How to Keep Your New Year’s Resolutions
Sometimes it’s all about “why.”
Posted December 30, 2019

I closed the book, frustrated. This was my fifth time trying to read it. I wasn’t sure if the issue was words like "wherefore" and "thou" or the size of the book, but every time, I stopped shortly after God kicked Adam and Eve out of Eden.
I didn’t know it at the time, but my goal fulfilled the SMART criteria. Reading the entire Bible was specific, measurable, achievable, relevant to my goal of learning more about religion, and something I could do with a reasonable time frame. And yet, five attempts in, I barely finished reading the first few pages.
A few years later, my then-girlfriend and I visited a new church founded by an old friend of hers. After the service, the members gave us pamphlets describing the biblical basis for their beliefs. When I got home, I read one and… what it said the Bible said didn’t ring true. Not because I knew what I was talking about, but because I had never heard anyone espouse this particular set of beliefs before.
I pulled my 10-pound Devotional Bible with annexed concordance off the shelf and found the passages the pamphlets referred to. My gut was right—it didn’t say what they said it said. But what I was reading was more interesting than what the pamphlets said.
I skipped back to the beginning of the book the passage was from. And I read. And then I looked up another passage and read that entire book, too. Soon, I made my way all the back to God creating the heaven and the Earth. And in a few weeks, I read the whole thing.
The difference between my first attempts and finally reading all the way through was my motivation. Researchers would call my first attempts extrinsically motivated and my final attempt intrinsically motivated. Extrinsic motivations come from something outside of you. Intrinsic motivations come from within.
On the surface, it might seem like my initial motivation was internal, but it wasn’t. I had watched a number of biographies where the subject had attained fame and fortune, only to lose it all. In every case, they had recently found or reaffirmed their faith and were making a comeback. I didn’t want that to be me. So I decided to learn about faith first. That type of motivation, called external regulation, is considered to be one of the least effective forms of motivation because it is focused on external rewards, such as avoiding punishment.

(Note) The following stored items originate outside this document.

//! Server lifecycle errors.

use std::io;
use std::sync::Arc;

use thiserror::Error;

use crate::lifecycle::state::LifecycleState;

/// Errors from starting or running a server process.
///
/// `Clone` so the execution result can be observed by any number of waiters.
#[derive(Debug, Clone, Error)]
pub enum ServerError {
    /// A resource needed for startup could not be acquired.
    #[error("failed to acquire {resource}: {source}")]
    Resource {
        resource: String,
        #[source]
        source: Arc<io::Error>,
    },

    /// The operation is not allowed in the current state.
    #[error("cannot {operation} a server that is {state}")]
    Lifecycle {
        operation: &'static str,
        state: LifecycleState,
    },

    /// `start` was called outside a Tokio runtime.
    #[error("no Tokio runtime is available to run the server")]
    NoRuntime,

    /// The worker task panicked.
    #[error("server worker panicked: {0}")]
    Panicked(String),
}

impl ServerError {
    pub(crate) fn resource(resource: impl Into<String>, source: io::Error) -> Self {
        ServerError::Resource {
            resource: resource.into(),
            source: Arc::new(source),
        }
    }
}
//! OS signal handling.
//!
//! # Responsibilities
//! - Wait for Ctrl-C, and SIGTERM on unix
//! - Resolve the shutdown future handed to [`ServerProcess::run_until`](super::ServerProcess::run_until)
//!
//! # Design Decisions
//! - A handler that fails to install is logged and never resolves; the other
//!   signal still works

use tokio::signal;

/// Wait for a shutdown signal (Ctrl-C or SIGTERM).
pub async fn shutdown_signal() {
    let ctrl_c = async {
        if let Err(err) = signal::ctrl_c().await {
            tracing::error!(error = %err, "Failed to install Ctrl+C handler");
            std::future::pending::<()>().await;
        }
    };

    #[cfg(unix)]
    let terminate = async {
        match signal::unix::signal(signal::unix::SignalKind::terminate()) {
            Ok(mut stream) => {
                stream.recv().await;
            }
            Err(err) => {
                tracing::error!(error = %err, "Failed to install SIGTERM handler");
                std::future::pending::<()>().await;
            }
        }
    };

    #[cfg(not(unix))]
    let terminate = std::future::pending::<()>();

    tokio::select! {
        _ = ctrl_c => {
            tracing::info!("Received Ctrl+C, initiating shutdown");
        }
        _ = terminate => {
            tracing::info!("Received SIGTERM, initiating shutdown");
        }
    }
}
//! Top-level error type.

use thiserror::Error;
use tracing_subscriber::util::TryInitError;

use crate::config::ConfigError;
use crate::lifecycle::ServerError;

/// Any error the `indexd` binary can report.
#[derive(Debug, Error)]
pub enum Error {
    #[error(transparent)]
    Config(#[from] ConfigError),

    #[error(transparent)]
    Server(#[from] ServerError),

    /// A global log subscriber was already installed.
    #[error("failed to install log subscriber: {0}")]
    Logging(#[from] TryInitError),

    /// The resolved configuration could not be rendered.
    #[error("failed to render configuration: {0}")]
    Render(String),
}

pub type Result<T> = std::result::Result<T, Error>;
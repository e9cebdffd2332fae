//! Lifecycle management subsystem.
//!
//! # Data Flow
//! ```text
//! Startup (server.rs, on a spawned worker task):
//!     start() → bind listener → create data dir → open subsystems
//!             → [state lock] Started + fire `started`
//!
//! Shutdown (server.rs):
//!     close() → [state lock] Closing + fire `close_requested`
//!             → worker closes subsystems in reverse, drops listener
//!             → Closed + fire `exited`
//!
//! Signals (signals.rs):
//!     SIGTERM/SIGINT → resolve the future passed to run_until
//! ```
//!
//! # Design Decisions
//! - Each startup step races the close request, so close never waits on a
//!   slow startup to finish first
//! - `started` fires under the same lock `close` takes, so a close either
//!   sees `Started` or startup sees `Closing`
//! - Panics in the worker are caught by a supervising task and still fire
//!   `exited`

pub mod error;
pub mod latch;
pub mod server;
pub mod signals;
pub mod state;
pub mod subsystem;

pub use error::ServerError;
pub use latch::Latch;
pub use server::{Readiness, ServerProcess};
pub use state::LifecycleState;
pub use subsystem::Subsystem;
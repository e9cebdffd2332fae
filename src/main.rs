//! indexd server binary.
//!
//! # Startup Sequence
//!
//! ```text
//! parse CLI ─▶ resolve config ─▶ init logging ─▶ ServerProcess::run_until(signal)
//!              (defaults < file < INDEXD_* < flags)
//! ```
//!
//! Configuration errors are reported before any server resource is touched.

use clap::Parser;

use indexd::cli::{Cli, Command};
use indexd::config::ConfigLoader;
use indexd::error::Result;
use indexd::lifecycle::{signals, ServerProcess};
use indexd::observability::logging;

#[tokio::main]
async fn main() -> Result<()> {
    let cli = Cli::parse();

    let config = ConfigLoader::new()
        .process_env()
        .flags(cli.command.flags())
        .load()?;

    match cli.command {
        Command::Config(args) => {
            print!("{}", args.format.render(&config)?);
        }
        Command::Server(_) => {
            logging::init(&config.log_level)?;
            tracing::info!(version = env!("CARGO_PKG_VERSION"), "indexd starting");

            let server = ServerProcess::new(config);
            tracing::info!(run_id = %server.id(), "Server process created");
            server.run_until(signals::shutdown_signal()).await?;

            tracing::info!("Shutdown complete");
        }
    }
    Ok(())
}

However, when I found that the content of the Bible was more interesting than the content of the pamphlets, I was fascinated. I kept reading because I wanted to see what else happened. I pulled out dictionaries to understand archaic and obsolete words. I used the concordance to find connections between different books. I was learning for the sake of learning. This intrinsic motivation is considered the strongest possible motivation.
Most New Year’s resolutions fail, and I would bet it’s for precisely the same reason as I failed. I might say I’m going to read 50 books a year or lose 20 pounds, but if I’m doing it for the sake of the resolution or because I’m trying to get approval from friends or family, then the tediousness of sitting on the couch for an hour a night or saying no to dessert because it’s Tuesday wears on you. But someone else might read 50 books a summer because they simply love to read. Someone else might start losing weight because their ex said they gained weight. The self-interest of showing up the ex somehow trumps the interest of trying to please your current beau, even if you never see your ex again.
So, when creating your New Year’s resolution, one question you should consider asking yourself is “Why am I doing this?” If you find that your reasons stem from something outside yourself, try to find a way to become personally interested in the goal you’re trying to reach. Otherwise, your work on fulfilling your resolutions might end shortly after you’ve taken the first bite of the apple.